Teenage years are arguably the hardest of your life; you determine your foreseeable future, learn about life, refine your character and most importantly start feeling things in an over-exaggerated way. I am no different, a young sixteen years-old boy with his life set before him, and yet am a convoluted mess -like that of an un-solved jigsaw- of feelings and emotions.

Now, as I am far from the ‘popular’ stereotype of teenage culture; I try to find myself a comfortable intermediate between the ‘nerds’ and the ‘nobodies’. I happen to enjoy sciences, but still make the inappropriate jokes of a seven year-old. I enjoy the newest action/horror movie yet still find time to watch the next Japanese Anime from the ‘web. I prefer my own company; however given the chance to go off to a party with my intricate network of friends for a night of fun and dreaded mornings, you can guarantee that I’ll be there. The lazy man’s version of a good book: the video game – captivates my very essence. However, each and every night I’ll be tucked up in bed reading my way through my ninety-strong book collection. So, how someone of such diversity can call himself a “convoluted mess of feelings and emotions” might seem a mystery to some, there is nevertheless one aspect I haven’t touched upon; love, often referred to as, ‘The Bane of Man’.

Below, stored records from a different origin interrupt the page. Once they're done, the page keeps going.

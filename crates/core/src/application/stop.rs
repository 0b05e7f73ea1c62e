// Monitor Stop Token

use tokio::sync::watch;

/// Stop signal held by one monitor task
#[derive(Clone)]
pub struct StopToken {
    rx: watch::Receiver<bool>,
}

impl StopToken {
    /// True once stop was requested or the sender is gone
    pub fn is_stopped(&self) -> bool {
        *self.rx.borrow() || self.rx.has_changed().is_err()
    }

    /// Wait for the stop signal (returns immediately if the sender was dropped)
    pub async fn wait(&mut self) {
        while !*self.rx.borrow_and_update() {
            if self.rx.changed().await.is_err() {
                return;
            }
        }
    }
}

/// Stop sender kept in the registry entry
pub struct StopSender {
    tx: watch::Sender<bool>,
}

impl StopSender {
    /// Signal the monitor task to stop ticking
    pub fn stop(&self) {
        let _ = self.tx.send(true);
    }
}

/// Create a stop channel
pub fn stop_channel() -> (StopSender, StopToken) {
    let (tx, rx) = watch::channel(false);
    (StopSender { tx }, StopToken { rx })
}

#[cfg(test)]
mod tests {
    use super::*;

    #[tokio::test]
    async fn test_stop_signal() {
        let (tx, mut token) = stop_channel();
        assert!(!token.is_stopped());
        tx.stop();
        assert!(token.is_stopped());
        token.wait().await;
    }

    #[test]
    fn test_wait_pends_until_stopped() {
        let (tx, mut token) = stop_channel();
        let mut wait = tokio_test::task::spawn(async move { token.wait().await });

        tokio_test::assert_pending!(wait.poll());
        tx.stop();
        assert!(wait.is_woken());
        tokio_test::assert_ready!(wait.poll());
    }

    #[tokio::test]
    async fn test_dropped_sender_counts_as_stop() {
        let (tx, mut token) = stop_channel();
        drop(tx);
        assert!(token.is_stopped());
        token.wait().await;
    }
}
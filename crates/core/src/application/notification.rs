//! Notification Queue Manager
//!
//! FIFO queue of pending notifications feeding a bounded visible set.
//! Visible non-persistent notifications expire after their duration; every
//! removal from the visible set promotes the next queued entry.

use crate::config::NotificationConfig;
use crate::domain::{Notification, NotificationAction, NotificationId, Severity};
use crate::port::{
    NotificationPresenter, Sleeper, SystemTimeProvider, TimeProvider, TokioSleeper,
};
use std::collections::VecDeque;
use std::sync::atomic::{AtomicU64, Ordering};
use std::sync::{Arc, Mutex, MutexGuard, PoisonError, Weak};
use std::time::Duration;
use tokio::task::JoinHandle;
use tracing::debug;

/// Options recognized by [`NotificationService::enqueue`]
#[derive(Debug, Clone, Default)]
pub struct NotifyOptions {
    /// Lifetime once visible; `Some(Duration::ZERO)` means persistent
    pub duration: Option<Duration>,
    pub persistent: bool,
    pub actions: Vec<NotificationAction>,
    /// Suppresses a second notification while one with this key is queued or visible
    pub dedup_key: Option<String>,
}

impl NotifyOptions {
    pub fn persistent() -> Self {
        Self {
            persistent: true,
            ..Self::default()
        }
    }

    pub fn with_duration(mut self, duration: Duration) -> Self {
        self.duration = Some(duration);
        self
    }

    pub fn with_action(
        mut self,
        label: impl Into<String>,
        handler: impl Fn() + Send + Sync + 'static,
    ) -> Self {
        self.actions.push(NotificationAction::new(label, handler));
        self
    }

    pub fn with_dedup_key(mut self, key: impl Into<String>) -> Self {
        self.dedup_key = Some(key.into());
        self
    }
}

struct VisibleEntry {
    notification: Notification,
    expiry: Option<JoinHandle<()>>,
}

impl VisibleEntry {
    fn cancel_expiry(&mut self) {
        if let Some(handle) = self.expiry.take() {
            handle.abort();
        }
    }
}

#[derive(Default)]
struct QueueState {
    queued: VecDeque<Notification>,
    visible: Vec<VisibleEntry>,
}

struct Inner {
    config: NotificationConfig,
    presenter: Arc<dyn NotificationPresenter>,
    sleeper: Arc<dyn Sleeper>,
    time_provider: Arc<dyn TimeProvider>,
    next_id: AtomicU64,
    state: Mutex<QueueState>,
}

/// Process-wide notification queue (cheap to clone, clones share state)
#[derive(Clone)]
pub struct NotificationService {
    inner: Arc<Inner>,
}

impl NotificationService {
    pub fn new(config: NotificationConfig, presenter: Arc<dyn NotificationPresenter>) -> Self {
        Self::with_ports(
            config,
            presenter,
            Arc::new(TokioSleeper),
            Arc::new(SystemTimeProvider),
        )
    }

    pub fn with_ports(
        config: NotificationConfig,
        presenter: Arc<dyn NotificationPresenter>,
        sleeper: Arc<dyn Sleeper>,
        time_provider: Arc<dyn TimeProvider>,
    ) -> Self {
        Self {
            inner: Arc::new(Inner {
                config,
                presenter,
                sleeper,
                time_provider,
                next_id: AtomicU64::new(0),
                state: Mutex::new(QueueState::default()),
            }),
        }
    }

    /// Queue a notification and promote as many queued entries as fit
    ///
    /// Must be called within a tokio runtime (expiry timers are spawned).
    pub fn enqueue(
        &self,
        message: impl Into<String>,
        severity: Severity,
        options: NotifyOptions,
    ) -> NotificationId {
        let mut message = message.into();
        if message.trim().is_empty() {
            message = severity.default_title().to_string();
        }

        let duration = if options.persistent {
            None
        } else {
            match options.duration {
                Some(d) if d.is_zero() => None,
                Some(d) => Some(d),
                None if severity == Severity::Loading => None,
                None => Some(self.inner.config.duration()),
            }
        };

        let (id, shown) = {
            let mut state = self.inner.state();

            if let Some(key) = options.dedup_key.as_deref() {
                let existing = state
                    .queued
                    .iter()
                    .chain(state.visible.iter().map(|e| &e.notification))
                    .find(|n| n.dedup_key.as_deref() == Some(key))
                    .map(|n| n.id);
                if let Some(id) = existing {
                    debug!(id = %id, dedup_key = key, "Duplicate notification suppressed");
                    return id;
                }
            }

            let id = NotificationId(self.inner.next_id.fetch_add(1, Ordering::SeqCst) + 1);
            state.queued.push_back(Notification {
                id,
                message,
                severity,
                duration,
                actions: options.actions,
                dedup_key: options.dedup_key,
                created_at_ms: self.inner.time_provider.now_millis(),
            });
            debug!(id = %id, severity = %severity, queued = state.queued.len(), "Notification queued");

            (id, Inner::promote(&self.inner, &mut state))
        };

        for notification in &shown {
            self.inner.presenter.show(notification);
        }
        id
    }

    /// Remove a notification; unknown ids are ignored
    ///
    /// Returns true when something was removed.
    pub fn dismiss(&self, id: NotificationId) -> bool {
        Inner::dismiss(&self.inner, id)
    }

    /// Clear both the queue and the visible set
    pub fn dismiss_all(&self) {
        let hidden: Vec<NotificationId> = {
            let mut state = self.inner.state();
            let dropped = state.queued.len();
            state.queued.clear();
            let hidden = state
                .visible
                .drain(..)
                .map(|mut entry| {
                    entry.cancel_expiry();
                    entry.notification.id
                })
                .collect::<Vec<_>>();
            debug!(visible = hidden.len(), queued = dropped, "All notifications dismissed");
            hidden
        };

        for id in hidden {
            self.inner.presenter.hide(id);
        }
    }

    /// Dismiss everything and restart id numbering (test isolation)
    pub fn reset(&self) {
        self.dismiss_all();
        self.inner.next_id.store(0, Ordering::SeqCst);
    }

    /// Run a visible notification's action; it stays visible
    pub fn invoke_action(&self, id: NotificationId, label: &str) -> bool {
        let action = {
            let state = self.inner.state();
            state
                .visible
                .iter()
                .find(|e| e.notification.id == id)
                .and_then(|e| e.notification.action(label).cloned())
        };

        match action {
            Some(action) => {
                debug!(id = %id, label, "Notification action invoked");
                action.invoke();
                true
            }
            None => false,
        }
    }

    pub fn show(
        &self,
        message: impl Into<String>,
        severity: Severity,
        options: NotifyOptions,
    ) -> NotificationId {
        self.enqueue(message, severity, options)
    }

    pub fn close(&self, id: NotificationId) -> bool {
        self.dismiss(id)
    }

    pub fn close_all(&self) {
        self.dismiss_all()
    }

    pub fn success(&self, message: impl Into<String>) -> NotificationId {
        self.enqueue(message, Severity::Success, NotifyOptions::default())
    }

    pub fn error(&self, message: impl Into<String>) -> NotificationId {
        self.enqueue(message, Severity::Error, NotifyOptions::default())
    }

    pub fn warning(&self, message: impl Into<String>) -> NotificationId {
        self.enqueue(message, Severity::Warning, NotifyOptions::default())
    }

    pub fn info(&self, message: impl Into<String>) -> NotificationId {
        self.enqueue(message, Severity::Info, NotifyOptions::default())
    }

    pub fn visible(&self) -> Vec<Notification> {
        self.inner
            .state()
            .visible
            .iter()
            .map(|e| e.notification.clone())
            .collect()
    }

    pub fn queued(&self) -> Vec<Notification> {
        self.inner.state().queued.iter().cloned().collect()
    }

    pub fn visible_count(&self) -> usize {
        self.inner.state().visible.len()
    }

    pub fn queued_count(&self) -> usize {
        self.inner.state().queued.len()
    }
}

impl Inner {
    fn state(&self) -> MutexGuard<'_, QueueState> {
        self.state.lock().unwrap_or_else(PoisonError::into_inner)
    }

    /// Move queued entries into the visible set while there is room
    fn promote(this: &Arc<Inner>, state: &mut QueueState) -> Vec<Notification> {
        let mut shown = Vec::new();
        while state.visible.len() < this.config.max_visible {
            let Some(notification) = state.queued.pop_front() else {
                break;
            };
            let expiry = notification
                .duration
                .map(|d| Inner::schedule_expiry(this, notification.id, d));
            shown.push(notification.clone());
            state.visible.push(VisibleEntry {
                notification,
                expiry,
            });
        }
        shown
    }

    fn schedule_expiry(this: &Arc<Inner>, id: NotificationId, duration: Duration) -> JoinHandle<()> {
        let weak: Weak<Inner> = Arc::downgrade(this);
        let sleeper = Arc::clone(&this.sleeper);
        tokio::spawn(async move {
            sleeper.sleep(duration).await;
            if let Some(inner) = weak.upgrade() {
                debug!(id = %id, "Notification expired");
                Inner::dismiss(&inner, id);
            }
        })
    }

    fn dismiss(this: &Arc<Inner>, id: NotificationId) -> bool {
        let (removed, hidden, shown) = {
            let mut state = this.state();
            if let Some(pos) = state.visible.iter().position(|e| e.notification.id == id) {
                let mut entry = state.visible.remove(pos);
                entry.cancel_expiry();
                let shown = Inner::promote(this, &mut state);
                (true, Some(id), shown)
            } else if let Some(pos) = state.queued.iter().position(|n| n.id == id) {
                state.queued.remove(pos);
                (true, None, Vec::new())
            } else {
                (false, None, Vec::new())
            }
        };

        if let Some(id) = hidden {
            this.presenter.hide(id);
        }
        for notification in &shown {
            this.presenter.show(notification);
        }
        removed
    }
}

It’s really the small things that get me going at times. When such things should bother me, I find myself of a philosophical mind; one small question can cause months of debate. One such question posed itself like on the off-chance today: does protection show love, or weakness? Is it a blessing or a curse? Take for instance the scenario of a country boy arriving in the city; he doesn’t know of con-men or gang culture because his parents did not see the need for him to know. All of a sudden he is thrust into such unforeseen circumstances and therefore due to the [good] intentions of his parents, cannot make a revised decision in the situation – should it occur and what’s worst of all is, when I think deeply like today, I turn sad – almost relapsing into depression – and, either socially alienate myself, or do an irrational act to someone in my social web. That or I become the herbivore of the hypothetical food chain concerning love: the humble prey.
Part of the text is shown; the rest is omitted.